Martin Heimbucher am Leeraner Hafen, wo er auch wohnt. Bild: Ulf Preuss

Die reformierte Kirche ist Gliedkirche der Evangelischen Kirche in Deutschland (EKD). Welchen Einfluss hat die EKD auf den Gestaltungsrahmen einer Landeskirche?

Die Landeskirchen gestalten ihr Leben selbständig. In der EKD werden Themen vorangetrieben, die alle Landeskirchen gemeinsam angehen: Wie verändert sich gegenwärtig die Rolle der Kirche in der Gesellschaft? Gemeinsam haben wir dort zum Beispiel die Absage an eine Judenmission beschlossen. Auch das Reformationsjubiläum haben wir bundesweit gemeinsam gefeiert. Das Verhältnis zwischen Landeskirchen und der EKD ist vergleichbar mit dem zwischen Bund und Ländern.

Sie waren selber Gemeindepastor, aber auch EKD-Referent. Welche Position war Ihnen näher?
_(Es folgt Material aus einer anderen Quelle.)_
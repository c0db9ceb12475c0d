//! Trailing symbols and the commands defined for them.

use trailing_core::Marker;

/// Suffix of commands that open a new line after the inserted symbol.
pub const COMMAND_WITH_NEW_LINE_SUFFIX: &str = "WithNewLine";

/// Prefix shared by every command id.
pub const COMMAND_PREFIX: &str = "trailing.toggle";

/// Symbols that have toggle commands.
#[derive(Debug, Clone, Copy, PartialEq, Eq, Hash)]
pub enum TrailingSymbol {
    /// `,`
    Comma,
}

impl TrailingSymbol {
    /// Every symbol with commands.
    pub const ALL: [TrailingSymbol; 1] = [TrailingSymbol::Comma];

    /// The symbol text.
    pub fn as_str(self) -> &'static str {
        match self {
            Self::Comma => ",",
        }
    }

    /// Name used in command ids (`trailing.toggleComma`).
    pub fn name(self) -> &'static str {
        match self {
            Self::Comma => "Comma",
        }
    }

    /// Marker for the engine.
    pub fn marker(self) -> Marker {
        match self {
            Self::Comma => Marker::comma(),
        }
    }
}

/// A toggle command: which symbol, and whether a line is opened after it.
#[derive(Debug, Clone, PartialEq, Eq)]
pub struct TrailingCommand {
    /// Command id (e.g. `trailing.toggleCommaWithNewLine`).
    pub id: String,
    /// Symbol toggled by the command.
    pub symbol: TrailingSymbol,
    /// Whether the command opens a new line after an inserted symbol.
    pub add_new_line: bool,
}

impl TrailingCommand {
    /// Build the command for `symbol`; the id is derived from the symbol name.
    pub fn new(symbol: TrailingSymbol, add_new_line: bool) -> Self {
        let suffix = if add_new_line {
            COMMAND_WITH_NEW_LINE_SUFFIX
        } else {
            ""
        };
        Self {
            id: format!("{COMMAND_PREFIX}{}{suffix}", symbol.name()),
            symbol,
            add_new_line,
        }
    }
}

/// The full command table: one plain and one new-line command per symbol.
pub fn trailing_definitions() -> Vec<TrailingCommand> {
    TrailingSymbol::ALL
        .iter()
        .flat_map(|&symbol| {
            [
                TrailingCommand::new(symbol, false),
                TrailingCommand::new(symbol, true),
            ]
        })
        .collect()
}

#[cfg(test)]
mod tests {
    use super::*;

    #[test]
    fn test_definitions_match_command_ids() {
        let ids: Vec<_> = trailing_definitions().into_iter().map(|c| c.id).collect();
        assert_eq!(
            ids,
            vec!["trailing.toggleComma", "trailing.toggleCommaWithNewLine"]
        );
    }

    #[test]
    fn test_new_line_flag_follows_suffix() {
        for command in trailing_definitions() {
            assert_eq!(
                command.id.ends_with(COMMAND_WITH_NEW_LINE_SUFFIX),
                command.add_new_line
            );
            assert_eq!(command.symbol.marker().as_str(), command.symbol.as_str());
        }
    }
}
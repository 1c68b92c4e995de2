//! Concurrency-bounded fetcher with retry support.
//!
//! # Concurrency Model
//!
//! - A semaphore sized to the configured concurrency gates every fetch call
//! - The permit is held across all attempts of one call and released on
//!   every exit path (RAII)
//! - Attempts within one call are strictly sequential
//!
//! # Session Lifecycle
//!
//! The HTTP client is created lazily on first use and shared by all calls:
//!
//! ```text
//! Uninitialized --fetch--> Active --close--> Closed --fetch--> Active
//! ```

use std::path::PathBuf;
use std::sync::{Mutex, PoisonError};

use bytes::Bytes;
use chrono::{SecondsFormat, Utc};
use futures_util::future::BoxFuture;
use reqwest::header::{
    ACCEPT_ENCODING, CONTENT_TYPE, HeaderMap, HeaderName, HeaderValue, USER_AGENT,
};
use reqwest::{Client, Method, RequestBuilder};
use tokio::sync::Semaphore;
use tracing::{debug, info, instrument};
use url::Url;

use super::builder::ResourceBuilder;
use super::config::FetcherConfig;
use super::constants::DEFAULT_ACCEPT_ENCODING;
use super::error::{AttemptError, FetchError};
use super::resource::Resource;
use super::retry::{RetryPolicy, retry_with_backoff};

/// Request body sent with a fetch.
#[derive(Debug, Clone, PartialEq)]
pub enum RequestBody {
    /// `application/x-www-form-urlencoded` pairs.
    Form(Vec<(String, String)>),
    /// JSON document.
    Json(serde_json::Value),
    /// Raw bytes, sent as-is.
    Bytes(Bytes),
}

impl RequestBody {
    /// Serializes `value` into a JSON body.
    ///
    /// # Errors
    ///
    /// Returns the serialization error when `value` cannot be represented as JSON.
    pub fn json<T: serde::Serialize>(value: &T) -> Result<Self, serde_json::Error> {
        serde_json::to_value(value).map(Self::Json)
    }
}

/// Per-call options for [`Fetcher::fetch`].
///
/// Defaults to an in-memory GET with the default headers and no body.
#[derive(Debug, Clone, Default)]
pub struct FetchOptions {
    /// HTTP method; only GET and POST are supported.
    pub method: Method,
    /// When set, the body is streamed to this path instead of buffered.
    pub stream_to: Option<PathBuf>,
    /// Headers overriding the defaults (`User-Agent`, `Accept-Encoding`).
    pub headers: Vec<(String, String)>,
    /// Optional request body.
    pub body: Option<RequestBody>,
}

impl FetchOptions {
    /// Default options (in-memory GET).
    #[must_use]
    pub fn new() -> Self {
        Self::default()
    }

    /// Sets the HTTP method.
    #[must_use]
    pub fn method(mut self, method: Method) -> Self {
        self.method = method;
        self
    }

    /// Streams the body to `path`.
    #[must_use]
    pub fn stream_to(mut self, path: impl Into<PathBuf>) -> Self {
        self.stream_to = Some(path.into());
        self
    }

    /// Adds a header override.
    #[must_use]
    pub fn header(mut self, name: impl Into<String>, value: impl Into<String>) -> Self {
        self.headers.push((name.into(), value.into()));
        self
    }

    /// Sets the request body.
    #[must_use]
    pub fn body(mut self, body: RequestBody) -> Self {
        self.body = Some(body);
        self
    }
}

/// Observable state of the shared HTTP session.
#[derive(Debug, Clone, Copy, PartialEq, Eq)]
pub enum SessionState {
    /// No fetch has run yet.
    Uninitialized,
    /// A client is open and reused across fetches.
    Active,
    /// The client was closed; the next fetch reopens it.
    Closed,
}

#[derive(Debug)]
enum Session {
    Uninitialized,
    Active(Client),
    Closed,
}

impl Session {
    fn state(&self) -> SessionState {
        match self {
            Self::Uninitialized => SessionState::Uninitialized,
            Self::Active(_) => SessionState::Active,
            Self::Closed => SessionState::Closed,
        }
    }
}

/// Concurrency-bounded HTTP fetcher.
///
/// # Example
///
/// ```no_run
/// use fetcher_core::fetch::{FetchOptions, Fetcher, FetcherConfig};
///
/// # async fn example() -> Result<(), Box<dyn std::error::Error>> {
/// let fetcher = Fetcher::new(FetcherConfig::new(4, 10.0, 3)?);
/// let page = fetcher.get("https://example.com").await?;
/// let file = fetcher
///     .fetch("https://example.com/big.iso", FetchOptions::new().stream_to("big.iso"))
///     .await?;
/// println!("{page} {file}");
/// fetcher.close();
/// # Ok(())
/// # }
/// ```
#[derive(Debug)]
pub struct Fetcher {
    config: FetcherConfig,
    retry_policy: RetryPolicy,
    semaphore: Semaphore,
    session: Mutex<Session>,
}

impl Default for Fetcher {
    fn default() -> Self {
        Self::new(FetcherConfig::default())
    }
}

impl Fetcher {
    /// Creates a fetcher. No network activity happens until the first fetch.
    #[must_use]
    #[instrument(level = "debug", skip(config), fields(concurrency = config.concurrency(), max_attempts = config.max_attempts()))]
    pub fn new(config: FetcherConfig) -> Self {
        debug!(timeout_ms = config.timeout().as_millis(), "creating fetcher");
        Self {
            retry_policy: config.retry_policy(),
            semaphore: Semaphore::new(config.concurrency()),
            session: Mutex::new(Session::Uninitialized),
            config,
        }
    }

    /// Runs `body` with a fresh fetcher and closes its session afterwards,
    /// whatever `body` returns. A panic inside `body` closes it through `Drop`.
    ///
    /// ```no_run
    /// use fetcher_core::fetch::{Fetcher, FetcherConfig};
    ///
    /// # async fn example() {
    /// let result = Fetcher::scope(FetcherConfig::default(), |fetcher| {
    ///     Box::pin(async move { fetcher.get("https://example.com").await })
    /// })
    /// .await;
    /// # }
    /// ```
    pub async fn scope<T, F>(config: FetcherConfig, body: F) -> T
    where
        F: for<'a> FnOnce(&'a Fetcher) -> BoxFuture<'a, T>,
    {
        let fetcher = Self::new(config);
        let output = body(&fetcher).await;
        fetcher.close();
        output
    }

    /// The configuration this fetcher was built with.
    #[must_use]
    pub fn config(&self) -> &FetcherConfig {
        &self.config
    }

    /// Current session state.
    #[must_use]
    pub fn session_state(&self) -> SessionState {
        self.lock_session().state()
    }

    /// Number of fetch slots currently free.
    #[must_use]
    pub fn available_slots(&self) -> usize {
        self.semaphore.available_permits()
    }

    /// Closes the HTTP session. The next fetch opens a new one.
    pub fn close(&self) {
        let mut session = self.lock_session();
        if matches!(*session, Session::Active(_)) {
            debug!("closing HTTP session");
            *session = Session::Closed;
        }
    }

    /// Fetches `url` into memory with a GET request.
    ///
    /// # Errors
    ///
    /// Same as [`fetch`](Self::fetch).
    pub async fn get(&self, url: &str) -> Result<Resource, FetchError> {
        self.fetch(url, FetchOptions::default()).await
    }

    /// Fetches `url`, retrying transient failures with exponential backoff.
    ///
    /// Waits for a free slot first; at most `concurrency` calls are past this
    /// point at any time.
    ///
    /// # Errors
    ///
    /// Returns [`FetchError`] when a non-retriable error occurs (unsupported
    /// method, invalid URL, header or body) or when every allowed attempt
    /// failed.
    #[instrument(skip(self, options), fields(method = %options.method, streaming = options.stream_to.is_some()))]
    pub async fn fetch(&self, url: &str, options: FetchOptions) -> Result<Resource, FetchError> {
        let _permit = self
            .semaphore
            .acquire()
            .await
            .map_err(|_| FetchError::new(url, "concurrency gate closed"))?;

        retry_with_backoff(url, &self.retry_policy, |_| self.fetch_once(url, &options)).await
    }

    /// Blocking variant of [`fetch`](Self::fetch) for synchronous callers.
    ///
    /// Drives the fetch on a private current-thread runtime. Pooled
    /// connections die with that runtime, so the session is closed before
    /// returning.
    ///
    /// # Errors
    ///
    /// Same as [`fetch`](Self::fetch). Also fails when called from inside an
    /// async runtime, or when the private runtime cannot be started.
    pub fn fetch_blocking(&self, url: &str, options: FetchOptions) -> Result<Resource, FetchError> {
        if tokio::runtime::Handle::try_current().is_ok() {
            return Err(FetchError::new(
                url,
                "fetch_blocking cannot be called from within an async runtime",
            ));
        }

        let runtime = tokio::runtime::Builder::new_current_thread()
            .enable_all()
            .build()
            .map_err(|e| FetchError::new(url, format!("failed to start runtime: {e}")))?;

        let result = runtime.block_on(self.fetch(url, options));
        self.close();
        result
    }

    /// One attempt: build the request, send it, materialize the response.
    async fn fetch_once(&self, url: &str, options: &FetchOptions) -> Result<Resource, AttemptError> {
        info!(
            url,
            mode = if options.stream_to.is_some() { "streaming" } else { "in-memory" },
            "fetching"
        );

        let parsed = self.validate_request(url, options)?;
        let client = self.ensure_session()?;
        let request = self.build_request(&client, parsed.clone(), options)?;

        let response = request
            .send()
            .await
            .map_err(|e| AttemptError::transport(url, e))?;

        if *response.url() != parsed {
            info!(url, redirected_to = %response.url(), "redirected");
        }

        let fetched_at = Utc::now().to_rfc3339_opts(SecondsFormat::Micros, false);
        let builder = ResourceBuilder::new(url, fetched_at);
        let builder = match &options.stream_to {
            Some(path) => builder.stream_to(path),
            None => builder,
        };
        builder.build(response).await
    }

    /// Rejects malformed input before any I/O.
    fn validate_request(&self, url: &str, options: &FetchOptions) -> Result<Url, AttemptError> {
        if options.method != Method::GET && options.method != Method::POST {
            return Err(AttemptError::unsupported_method(options.method.as_str()));
        }
        Url::parse(url).map_err(|_| AttemptError::invalid_url(url))
    }

    fn build_request(
        &self,
        client: &Client,
        url: Url,
        options: &FetchOptions,
    ) -> Result<RequestBuilder, AttemptError> {
        let headers = self.request_headers(&options.headers)?;
        let has_content_type = headers.contains_key(CONTENT_TYPE);
        let request = client.request(options.method.clone(), url).headers(headers);

        match &options.body {
            None => Ok(request),
            Some(RequestBody::Bytes(bytes)) => Ok(request.body(bytes.clone())),
            // reqwest keeps a caller Content-Type and defaults to application/json
            Some(RequestBody::Json(value)) => Ok(request.json(value)),
            Some(RequestBody::Form(pairs)) => {
                let payload = url::form_urlencoded::Serializer::new(String::new())
                    .extend_pairs(pairs)
                    .finish();
                let request = if has_content_type {
                    request
                } else {
                    request.header(CONTENT_TYPE, "application/x-www-form-urlencoded")
                };
                Ok(request.body(payload))
            }
        }
    }

    /// Default headers with caller overrides applied on top.
    fn request_headers(&self, overrides: &[(String, String)]) -> Result<HeaderMap, AttemptError> {
        let mut headers = HeaderMap::new();
        headers.insert(
            USER_AGENT,
            HeaderValue::from_str(self.config.user_agent())
                .map_err(|e| AttemptError::invalid_header(USER_AGENT.as_str(), e))?,
        );
        headers.insert(
            ACCEPT_ENCODING,
            HeaderValue::from_static(DEFAULT_ACCEPT_ENCODING),
        );

        let mut custom = HeaderMap::new();
        for (name, value) in overrides {
            let header_name = HeaderName::from_bytes(name.trim().as_bytes())
                .map_err(|e| AttemptError::invalid_header(name.as_str(), e))?;
            let header_value = HeaderValue::from_str(value.trim())
                .map_err(|e| AttemptError::invalid_header(name.as_str(), e))?;
            custom.append(header_name, header_value);
        }
        // Extending from a HeaderMap replaces every default sharing a name.
        headers.extend(custom);

        Ok(headers)
    }

    /// Returns the active client, opening one if needed.
    fn ensure_session(&self) -> Result<Client, AttemptError> {
        let mut session = self.lock_session();
        if let Session::Active(client) = &*session {
            return Ok(client.clone());
        }

        debug!(previous = ?session.state(), "opening HTTP session");
        let client = Client::builder()
            .timeout(self.config.timeout())
            .user_agent(self.config.user_agent())
            .build()
            .map_err(AttemptError::session)?;
        *session = Session::Active(client.clone());
        Ok(client)
    }

    fn lock_session(&self) -> std::sync::MutexGuard<'_, Session> {
        self.session.lock().unwrap_or_else(PoisonError::into_inner)
    }
}

impl Drop for Fetcher {
    fn drop(&mut self) {
        self.close();
    }
}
Mein Herz schlägt für die Gemeinde. Dort geschieht das, was Kirche ausmacht: Menschen werden zum Gottesdienst versammelt und tun gemeinsam etwas Gutes. Seelsorge für die Menschen vor Ort. Bei der EKD war ich am gemeinsamen Vordenken und Koordinieren für die Landeskirchen beteiligt. Das ist eine andere Welt, ein sehr viel weiterer Horizont als in der Gemeinde. Manchmal habe ich mich gefragt: Ist das noch Kirche oder nur Politik und Verwaltung? Aber wenn es gut geht, gelingen Ergebnisse, die auch für die Gemeinden wichtig sind.

Und wie funktioniert so ein Transfer?

Die EKD hat zum Beispiel im Sommer 2020 Leitsätze zur Weiterentwicklung der evangelischen Kirche veröffentlicht. Diese wurden sogleich heftig diskutiert. Man merkte: Das war ein Papier aus der Zentrale, geschrieben von lauter „Häuptlingen“, eben: aus kirchenleitender Perspektive. Zum Schluss, nach der Diskussion auf vielen Ebenen, hat man es dann kaum wiedererkannt. Es war von vielen kritisch bearbeitet und verbessert worden. Und wir haben es dann noch einmal speziell für unsere reformierte Kirche weitergedacht.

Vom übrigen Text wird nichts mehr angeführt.